2. Penelitian ini dapat dijadikan sebagai bahan pertimbangan dalam
pengambilan keputusan guna mencapai efisiensi produksi untuk mencapai
keuntungan yang maksimum.
3. Penelitian ini dapat digunakan sebagai bahan referensi dan literatur bagi
penelitian selanjutnya.
Ruang Lingkup Penelitian
Ruang lingkup penelitian ini adalah :
1. Produk yang dikaji ialah udang vaname (Litopenaeus vannamei)
2. Penelitian difokuskan pada tingkat pendapatan pembudidaya udang
vaname.
3. Penelitian menggunakan data primer melalui hasil wawancara dan
pengamatan padapembudidaya udang vaname.
4. Penelitian menggunakan data sekunder mengenai data produksi, data
permintaan, data penjualan dan harga jual udang vaname pada periode
tertentu dan literatur review pendukung penelitian ini
TINJAUAN PUSTAKA
Penelitian dengan topik pendapatan usahatani bukan merupakan hal yang
baru. Oleh karena itu, penelitian ini menggunakan beberapa laporan penelitian
terdahulu sebagai rujukan, referensi, dan pedoman. Referensi yang digunakan
berupa artikel ilmiah, jurnal, laporan penelitian, dan skripsi. Berdasarkan referensi
yang telah didapat, maka diperoleh intisari dari beberapa konsep yang
berhubungan dengan tujuan penelitian ini.
7
Analisis Pendapatan Usahatani
Penelitian mengenai analisis pendapatan usahatani sudah banyak dilakukan
untuk menghitung seberapa besar penerimaanyang diperoleh petani dan biaya
yang dikeluarkan. Setelah melakukan analisis pendapatan usahatani diharapkan
pembudidaya udang vaname dapat mengetahui keadaan usahatani yang sedang
dilakukan. Selain itu, diharapkan juga para pembudidaya udang vaname di
Kabupaten Rembang juga mendapatkan bahan evaluasi untuk kelanjutan usaha
yang sedang dilaksanakan. Penelitian terdahulu mengenai analisis pendapatan
usahatani diantaranya dilakukan oleh Situmeang (2012), Guntur (2011), Zepriana
(2010), Brajamusti (2008), dan Wijaya (2002).

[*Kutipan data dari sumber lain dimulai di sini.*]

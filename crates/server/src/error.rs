//! Server error types

use std::io;
use thiserror::Error;

pub type Result<T> = std::result::Result<T, ServerError>;

#[derive(Error, Debug)]
pub enum ServerError {
    #[error("Port {port} is already in use: {reason}")]
    PortInUse { port: u16, reason: String },

    #[error("Failed to bind to address {address}: {source}")]
    BindError {
        address: String,
        #[source]
        source: io::Error,
    },

    #[error("Invalid server configuration: {0}")]
    ConfigError(String),

    #[error("Invalid address: {0}")]
    InvalidAddress(String),

    #[error("I/O error: {0}")]
    Io(#[from] io::Error),

    #[error("Exchange failed to start: {0}")]
    Exchange(#[from] trading::TradingError),
}

impl ServerError {
    pub fn bind(address: impl Into<String>, source: io::Error) -> Self {
        Self::BindError {
            address: address.into(),
            source,
        }
    }

    pub fn port_in_use(port: u16, reason: impl Into<String>) -> Self {
        Self::PortInUse {
            port,
            reason: reason.into(),
        }
    }
}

Para peneliti melakukan analisis yang berbeda untuk memberikan kategori
responden. Situmeang (2012) mengkategorikan petani menjadi 2 kelompok yaitu
petani yang mengusahakan lahan kurang dari atau sama dengan 0.34 hektar dan
kelompok petani dengan luas lahan lebih dari 0.34 hektar. Luasan 0.34 hektar
diperoleh dari rata-rata luas lahan yang digunakan oleh petani di desa Ciburuy,
Kecamatan Cigombong, Kabupaten Bogor. Sementara penelitian yang dilakukan
oleh Guntur (2011) tidak melakukan pengelompokan pada responden penelitian.
Tidak dilakukannya pengelompokkan responden juga dilakukan oleh Zepriana
(2010) yang tidak membagi responden ke dalam kelompok tertentu. Hal yang
sama dilakukan oleh Ekaningtyas (2011) yang tidak membagi responden ke dalam
kelompok tertentu. Sedangkan penelitian yang dilakukan oleh Wijaya (2002)

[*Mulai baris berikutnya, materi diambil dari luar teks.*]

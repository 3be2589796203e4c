//! Order Matching Engine for SpotX
//!
//! One deterministic engine per market: a price-time priority book, dormant
//! stop and trailing-stop orders, and the binary command/event types that
//! travel on the durable log.
//!
//! # Modules
//!
//! - [`command`] - Engine input (`orders.<market>`)
//! - [`event`] - Engine output (`events.<market>`)
//! - [`domain`] - Book orders, the order book, depth snapshots
//! - [`stops`] - Stop and trailing-stop books
//! - [`engine`] - The matching engine
//! - [`runner`] - Per-market task around the engine

pub mod command;
pub mod domain;
pub mod engine;
pub mod error;
pub mod event;
pub mod result;
pub mod runner;
pub mod stops;

pub use command::{CancelCommand, Command, OrderCommand};
pub use domain::{BookOrder, OrderBook, OrderBookSnapshot, PriceLevel};
pub use engine::MarketEngine;
pub use error::MatchingError;
pub use event::{CancelFailReason, EngineEvent, EventKind, Trade};
pub use runner::{EngineRunner, RunnerLinks};

/// Result type for matching operations
pub type Result<T> = std::result::Result<T, MatchingError>;
//! In-memory durable log, used in tests and single-process deployments

use async_trait::async_trait;
use parking_lot::RwLock;
use std::collections::HashMap;

use super::{DurableLog, LogRecord};
use crate::Result;

#[derive(Default)]
pub struct InMemoryLog {
    topics: RwLock<HashMap<String, Vec<Vec<u8>>>>,
}

impl InMemoryLog {
    pub fn new() -> Self {
        Self::default()
    }

    /// Number of records in `topic`.
    pub fn len(&self, topic: &str) -> usize {
        self.topics.read().get(topic).map(Vec::len).unwrap_or(0)
    }

    pub fn is_empty(&self, topic: &str) -> bool {
        self.len(topic) == 0
    }
}

#[async_trait]
impl DurableLog for InMemoryLog {
    async fn append(&self, topic: &str, payload: Vec<u8>) -> Result<u64> {
        let mut topics = self.topics.write();
        let records = topics.entry(topic.to_string()).or_default();
        records.push(payload);
        Ok(records.len() as u64 - 1)
    }

    async fn read(&self, topic: &str, from: u64, max: usize) -> Result<Vec<LogRecord>> {
        let topics = self.topics.read();
        let Some(records) = topics.get(topic) else {
            return Ok(Vec::new());
        };

        Ok(records
            .iter()
            .enumerate()
            .skip(from as usize)
            .take(max)
            .map(|(offset, payload)| LogRecord {
                offset: offset as u64,
                payload: payload.clone(),
            })
            .collect())
    }

    async fn read_tail(&self, topic: &str, max: usize) -> Result<Vec<LogRecord>> {
        let topics = self.topics.read();
        let Some(records) = topics.get(topic) else {
            return Ok(Vec::new());
        };

        Ok(records
            .iter()
            .enumerate()
            .rev()
            .take(max)
            .map(|(offset, payload)| LogRecord {
                offset: offset as u64,
                payload: payload.clone(),
            })
            .collect())
    }

    async fn latest_offset(&self, topic: &str) -> Result<Option<u64>> {
        Ok(self
            .topics
            .read()
            .get(topic)
            .and_then(|records| records.len().checked_sub(1))
            .map(|o| o as u64))
    }
}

mengelompokkan responden berdasarkan input rendah dan konvensional.
Komoditas yang diteliti oleh masing-masing peneliti juga berbeda. Untuk
penelitian oleh Situmeang (2012) menganalisa mengenai pendapatan usahatani
padi sehat di desa Ciburuy, Kabupaten Bogor. Untuk komoditas padi juga
dianalisis oleh Wijaya (2002). Komoditas perikanan diteliti oleh Guntur (2011)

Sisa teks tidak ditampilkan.